[Stored data]

◇ ◇ ◇ ◇

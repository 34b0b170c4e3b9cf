//! Chunking a plaintext stream into independently authenticated frames,
//! and the inverse operation.
//!
//! A message on the wire is `SessionHeader ‖ Frame₀ ‖ Frame₁ ‖ …`. All
//! frames except the last are exactly `MAX_CHUNK + MAC_LEN` ciphertext
//! bytes; the stream is self-delimiting via frame size, not a length
//! prefix. This module owns the blocking read/write loop; it has no
//! suspension points of its own (§5).

use std::io::{Read, Write};

use zeroize::Zeroize;

use crate::adapters::MAC_BYTES;
use crate::envelope;
use crate::error::{Error, Result};
use crate::keys::{PrivateKey, PublicKey};
use crate::secure::Scratch;

/// Maximum plaintext bytes carried by one frame: 1 MiB.
pub const MAX_CHUNK: usize = 0x100000;

/// Ciphertext length of a non-final frame: `MAX_CHUNK + MAC_LEN`.
fn ciphertext_frame_len(max_length: usize) -> usize {
    max_length + MAC_BYTES
}

/// Encrypts `input` to `output` under `pk`, using `max_length` as the
/// upper bound on per-frame plaintext size. Emits the session header
/// followed by one frame per `max_length`-sized (or shorter, for the
/// last) chunk read from `input`.
pub fn encrypt_stream<R: Read, W: Write>(
    pk: &PublicKey,
    mut input: R,
    mut output: W,
    max_length: usize,
) -> Result<()> {
    let (session, n0, header) = envelope::build(pk)?;
    output.write_all(&header)?;

    let mut buf = Scratch::zeroed(max_length);
    let mut index: u64 = 0;
    let mut sealed_any = false;
    loop {
        let n = read_fill(&mut input, &mut buf)?;
        if n == 0 && sealed_any {
            break;
        }
        sealed_any = true;

        let nonce = envelope::frame_nonce(&n0, index);
        let ciphertext = crate::adapters::secret_box_seal(session.key(), &nonce, &buf[..n]);
        output.write_all(&ciphertext)?;

        if n < max_length {
            // Short read: confirm EOF before stopping, per §4.4 step 4.
            let mut probe = [0u8; 1];
            if input.read(&mut probe)? != 0 {
                return Err(Error::Deserialize);
            }
            break;
        }
        index += 1;
    }
    Ok(())
}

/// Decrypts `input` to `output` using `sk`, reading `max_length +
/// MAC_BYTES` bytes per frame. `max_length` must be ≥ the value the
/// sender used, or frames will misparse; for robustness callers should
/// pass the maximum.
pub fn decrypt_stream<R: Read, W: Write>(
    sk: &PrivateKey,
    mut input: R,
    mut output: W,
    max_length: usize,
) -> Result<()> {
    let header_len = envelope::encoded_session_size(sk.profile());
    let mut header = vec![0u8; header_len];
    let got = read_fill(&mut input, &mut header)?;
    if got < header_len {
        return Err(Error::Deserialize);
    }

    let (session, n0, leftover) = envelope::parse(sk, &header)?;
    debug_assert!(leftover.is_empty());

    let frame_len = ciphertext_frame_len(max_length);
    let mut buf = Scratch::zeroed(frame_len);
    let mut index: u64 = 0;
    let mut frame_seen = false;
    loop {
        let n = read_fill(&mut input, &mut buf)?;
        if n == 0 {
            break;
        }
        if n < MAC_BYTES {
            return Err(Error::Deserialize);
        }
        frame_seen = true;

        let nonce = envelope::frame_nonce(&n0, index);
        let mut plaintext = crate::adapters::secret_box_open(session.key(), &nonce, &buf[..n])?;
        output.write_all(&plaintext)?;
        plaintext.zeroize();

        if n < frame_len {
            let mut probe = [0u8; 1];
            if input.read(&mut probe)? != 0 {
                return Err(Error::Deserialize);
            }
            break;
        }
        index += 1;
    }
    if !frame_seen {
        // A valid message always has at least one frame, even for empty
        // plaintext; a header with nothing after it is truncated, not empty.
        return Err(Error::Deserialize);
    }
    Ok(())
}

/// Reads into `buf` until it is full or the input is exhausted, returning
/// the number of bytes actually read. This is what lets a single `Read`
/// impl that returns short reads (pipes, sockets) still fill a frame.
fn read_fill<R: Read>(input: &mut R, buf: &mut [u8]) -> Result<usize> {
    let mut filled = 0;
    while filled < buf.len() {
        let n = input.read(&mut buf[filled..])?;
        if n == 0 {
            break;
        }
        filled += n;
    }
    Ok(filled)
}

#[cfg(test)]
mod tests {
    use super::*;
    use crate::keys::{self, PrivateKey, PublicKey};
    use crate::profile::Profile;

    fn temp_prefix(name: &str) -> String {
        let dir = std::env::temp_dir().join(format!("mcleece-codec-{name}-{}", std::process::id()));
        std::fs::create_dir_all(&dir).unwrap();
        dir.join("test").to_string_lossy().into_owned()
    }

    fn fresh_keypair(name: &str) -> (PublicKey, PrivateKey) {
        let prefix = temp_prefix(name);
        keys::generate_keypair(&prefix, "a password", Profile::Simple).unwrap();
        let pk = PublicKey::load(keys::public_key_path(&prefix)).unwrap();
        let sk = PrivateKey::load(keys::private_key_path(&prefix), "a password").unwrap();
        (pk, sk)
    }

    fn roundtrip(plaintext: &[u8]) -> Vec<u8> {
        let (pk, sk) = fresh_keypair("roundtrip");

        let mut ciphertext = Vec::new();
        encrypt_stream(&pk, plaintext, &mut ciphertext, MAX_CHUNK).unwrap();

        let mut out = Vec::new();
        decrypt_stream(&sk, &ciphertext[..], &mut out, MAX_CHUNK).unwrap();
        out
    }

    #[test]
    fn s1_short_message_roundtrips() {
        let plaintext = b"hello world";
        let (pk, sk) = fresh_keypair("s1");

        let mut ciphertext = Vec::new();
        encrypt_stream(&pk, &plaintext[..], &mut ciphertext, MAX_CHUNK).unwrap();

        let header_len = envelope::encoded_session_size(Profile::Simple);
        assert_eq!(ciphertext.len(), header_len + plaintext.len() + MAC_BYTES);

        let mut out = Vec::new();
        decrypt_stream(&sk, &ciphertext[..], &mut out, MAX_CHUNK).unwrap();
        assert_eq!(out, plaintext);
    }

    #[test]
    fn s6_empty_message_roundtrips_as_single_empty_frame() {
        let (pk, sk) = fresh_keypair("s6");

        let mut ciphertext = Vec::new();
        encrypt_stream(&pk, &b""[..], &mut ciphertext, MAX_CHUNK).unwrap();

        let header_len = envelope::encoded_session_size(Profile::Simple);
        assert_eq!(ciphertext.len(), header_len + MAC_BYTES);

        let mut out = Vec::new();
        decrypt_stream(&sk, &ciphertext[..], &mut out, MAX_CHUNK).unwrap();
        assert!(out.is_empty());
    }

    #[test]
    fn s2_exact_chunk_boundary_is_one_frame() {
        // Use a small chunk size so the test doesn't allocate a full MiB.
        let small_chunk = 4096;
        let plaintext = vec![0x42u8; small_chunk];
        let (pk, sk) = fresh_keypair("s2");

        let mut ciphertext = Vec::new();
        encrypt_stream(&pk, &plaintext[..], &mut ciphertext, small_chunk).unwrap();

        let header_len = envelope::encoded_session_size(Profile::Simple);
        assert_eq!(ciphertext.len(), header_len + small_chunk + MAC_BYTES);

        let mut out = Vec::new();
        decrypt_stream(&sk, &ciphertext[..], &mut out, small_chunk).unwrap();
        assert_eq!(out, plaintext);
    }

    #[test]
    fn s3_chunk_plus_one_byte_is_two_frames() {
        let small_chunk = 4096;
        let plaintext = vec![0x24u8; small_chunk + 1];
        let (pk, sk) = fresh_keypair("s3");

        let mut ciphertext = Vec::new();
        encrypt_stream(&pk, &plaintext[..], &mut ciphertext, small_chunk).unwrap();

        let header_len = envelope::encoded_session_size(Profile::Simple);
        let expected = header_len + (small_chunk + MAC_BYTES) + (1 + MAC_BYTES);
        assert_eq!(ciphertext.len(), expected);

        let mut out = Vec::new();
        decrypt_stream(&sk, &ciphertext[..], &mut out, small_chunk).unwrap();
        assert_eq!(out, plaintext);
    }

    #[test]
    fn s4_tamper_is_detected_and_nothing_partial_leaks() {
        let (pk, sk) = fresh_keypair("s4");
        let mut ciphertext = Vec::new();
        encrypt_stream(&pk, &b"hello world"[..], &mut ciphertext, MAX_CHUNK).unwrap();

        let last = ciphertext.len() - 1;
        ciphertext[last] ^= 0xff;

        let mut out = Vec::new();
        let result = decrypt_stream(&sk, &ciphertext[..], &mut out, MAX_CHUNK);
        assert!(result.is_err());
        assert!(out.is_empty());
    }

    #[test]
    fn two_encryptions_of_same_plaintext_differ() {
        let (pk, _sk) = fresh_keypair("nonreuse");
        let mut a = Vec::new();
        let mut b = Vec::new();
        encrypt_stream(&pk, &b"hello world"[..], &mut a, MAX_CHUNK).unwrap();
        encrypt_stream(&pk, &b"hello world"[..], &mut b, MAX_CHUNK).unwrap();
        assert_ne!(a, b);
    }

    #[test]
    fn concatenating_two_messages_fails_at_second_message() {
        // Use a chunk size that exactly matches the first message's
        // length, so its frame is full-size rather than a short read;
        // the decoder then expects another frame to follow rather than
        // EOF, and finds the second message's header instead.
        let small_chunk = b"first message".len();
        let (pk, sk) = fresh_keypair("concat");
        let mut first = Vec::new();
        encrypt_stream(&pk, &b"first message"[..], &mut first, small_chunk).unwrap();

        let (pk2, _sk2) = fresh_keypair("concat2");
        let mut second = Vec::new();
        encrypt_stream(&pk2, &b"second message"[..], &mut second, small_chunk).unwrap();

        let mut concatenated = first.clone();
        concatenated.extend_from_slice(&second);

        // Decrypting under the first key successfully authenticates the
        // first message's one full-size frame, then fails to
        // authenticate the second message's header/frame bytes as a
        // continuation of the first message.
        let mut out = Vec::new();
        let result = decrypt_stream(&sk, &concatenated[..], &mut out, small_chunk);
        assert!(result.is_err());
        assert_eq!(out, b"first message");
    }

    #[test]
    fn reordering_full_size_frames_is_detected() {
        let small_chunk = 16;
        let plaintext = vec![0xabu8; small_chunk * 2];
        let (pk, sk) = fresh_keypair("reorder");

        let mut ciphertext = Vec::new();
        encrypt_stream(&pk, &plaintext[..], &mut ciphertext, small_chunk).unwrap();

        let header_len = envelope::encoded_session_size(Profile::Simple);
        let frame_len = small_chunk + MAC_BYTES;
        let (header, frames) = ciphertext.split_at(header_len);
        let (frame0, frame1) = frames.split_at(frame_len);

        let mut swapped = Vec::with_capacity(ciphertext.len());
        swapped.extend_from_slice(header);
        swapped.extend_from_slice(frame1);
        swapped.extend_from_slice(frame0);

        let mut out = Vec::new();
        let result = decrypt_stream(&sk, &swapped[..], &mut out, small_chunk);
        assert!(result.is_err());
    }

    #[test]
    fn large_roundtrip_spans_multiple_frames() {
        let small_chunk = 1024;
        let plaintext = vec![0x11u8; small_chunk * 3 + 17];
        let (pk, sk) = fresh_keypair("large");

        let mut ciphertext = Vec::new();
        encrypt_stream(&pk, &plaintext[..], &mut ciphertext, small_chunk).unwrap();
        let mut out = Vec::new();
        decrypt_stream(&sk, &ciphertext[..], &mut out, small_chunk).unwrap();
        assert_eq!(out, plaintext);
    }

    #[test]
    fn roundtrip_helper_covers_basic_case() {
        assert_eq!(roundtrip(b"via helper"), b"via helper");
    }
}
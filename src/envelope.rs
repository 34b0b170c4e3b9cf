//! Building and parsing the per-message session header.
//!
//! The wire encoding is the flat concatenation `encap ‖ nonce`, with no
//! length prefix and no checksum — integrity is the frames' job, not the
//! envelope's. This mirrors `mcleece::encode_session` /
//! `mcleece::decode_session` in the upstream C++ source exactly.

use zeroize::Zeroize;

use crate::adapters::{self, NONCE_BYTES, SESSION_KEY_BYTES};
use crate::error::{Error, Result};
use crate::keys::{PrivateKey, PublicKey};
use crate::profile::Profile;

/// The ephemeral 32-byte symmetric key for one message, plus its KEM
/// encapsulation. `k` must never be written to disk or reused across
/// messages, and is zeroized when this value is dropped.
pub struct SessionKey {
    k: [u8; SESSION_KEY_BYTES],
    /// The opaque KEM ciphertext a receiver decapsulates to recover `k`.
    pub encap: Vec<u8>,
}

impl Drop for SessionKey {
    fn drop(&mut self) {
        self.k.zeroize();
    }
}

impl SessionKey {
    /// The raw 32-byte symmetric key. Only [`crate::codec`] should read
    /// this directly.
    pub(crate) fn key(&self) -> &[u8; SESSION_KEY_BYTES] {
        &self.k
    }
}

/// A 24-byte value, uniformly random per message, that seeds the per-frame
/// nonce counter (see [`crate::codec`]).
#[derive(Clone, Copy)]
pub struct Nonce(pub [u8; NONCE_BYTES]);

impl Nonce {
    fn random<R: rand_core::RngCore + rand_core::CryptoRng>(rng: &mut R) -> Self {
        Nonce(adapters::random_bytes::<_, NONCE_BYTES>(rng))
    }

    pub fn as_bytes(&self) -> &[u8; NONCE_BYTES] {
        &self.0
    }
}

/// Byte size of `encap ‖ nonce` for a given profile. A profile-fixed
/// constant; CBOX's value is larger once its ephemeral ECDH point is
/// folded in (not yet bit-defined, see `SPEC_FULL.md` §11).
pub fn encoded_session_size(profile: Profile) -> usize {
    match profile {
        Profile::Simple => adapters::KEM_CIPHERTEXT_BYTES + NONCE_BYTES,
        Profile::Cbox => adapters::KEM_CIPHERTEXT_BYTES + NONCE_BYTES,
    }
}

/// Builds a fresh session header for `pk`: encapsulates a new session key
/// and draws a fresh nonce. Returns the `(SessionKey, Nonce)` pair and
/// their wire encoding.
pub fn build(pk: &PublicKey) -> Result<(SessionKey, Nonce, Vec<u8>)> {
    pk.profile().require(Profile::Simple)?;

    let mut rng = rand::rngs::OsRng;
    let (k, encap) = adapters::kem_encap(pk.raw_bytes(), &mut rng)?;
    let nonce = Nonce::random(&mut rng);

    let mut wire = Vec::with_capacity(encap.len() + NONCE_BYTES);
    wire.extend_from_slice(&encap);
    wire.extend_from_slice(&nonce.0);

    Ok((SessionKey { k, encap }, nonce, wire))
}

/// Parses a session header from the front of `data`, decapsulating the
/// session key with `sk`. Does not over-read: only the first
/// `encoded_session_size()` bytes of `data` are consumed, and the
/// remaining slice (the start of frame 0) is returned alongside.
pub fn parse<'a>(sk: &PrivateKey, data: &'a [u8]) -> Result<(SessionKey, Nonce, &'a [u8])> {
    sk.profile().require(Profile::Simple)?;

    let header_len = encoded_session_size(Profile::Simple);
    if data.len() < header_len {
        return Err(Error::Deserialize);
    }

    let encap_len = adapters::KEM_CIPHERTEXT_BYTES;
    let (encap, rest) = data.split_at(encap_len);
    let (nonce_bytes, rest) = rest.split_at(NONCE_BYTES);

    let k = adapters::kem_decap(sk.raw_bytes(), encap)?;
    let mut nonce = [0u8; NONCE_BYTES];
    nonce.copy_from_slice(nonce_bytes);

    Ok((
        SessionKey {
            k,
            encap: encap.to_vec(),
        },
        Nonce(nonce),
        rest,
    ))
}

/// Derives the nonce for frame `i` from the envelope nonce `n0`, treating
/// `n0` as a little-endian 192-bit counter base and adding `i` with carry
/// propagation. Guarantees nonce uniqueness across a message's frames
/// without transmitting a nonce per frame.
pub fn frame_nonce(n0: &Nonce, i: u64) -> [u8; NONCE_BYTES] {
    let mut out = n0.0;
    let mut carry = i as u128;
    for byte in out.iter_mut() {
        if carry == 0 {
            break;
        }
        let sum = *byte as u128 + (carry & 0xff);
        *byte = sum as u8;
        carry = (carry >> 8) + (sum >> 8);
    }
    out
}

◇ ◇ ◇ ◇

## Problem details
What number of lines in the records contain the word "using"? Answer with that number alone.

## Result
2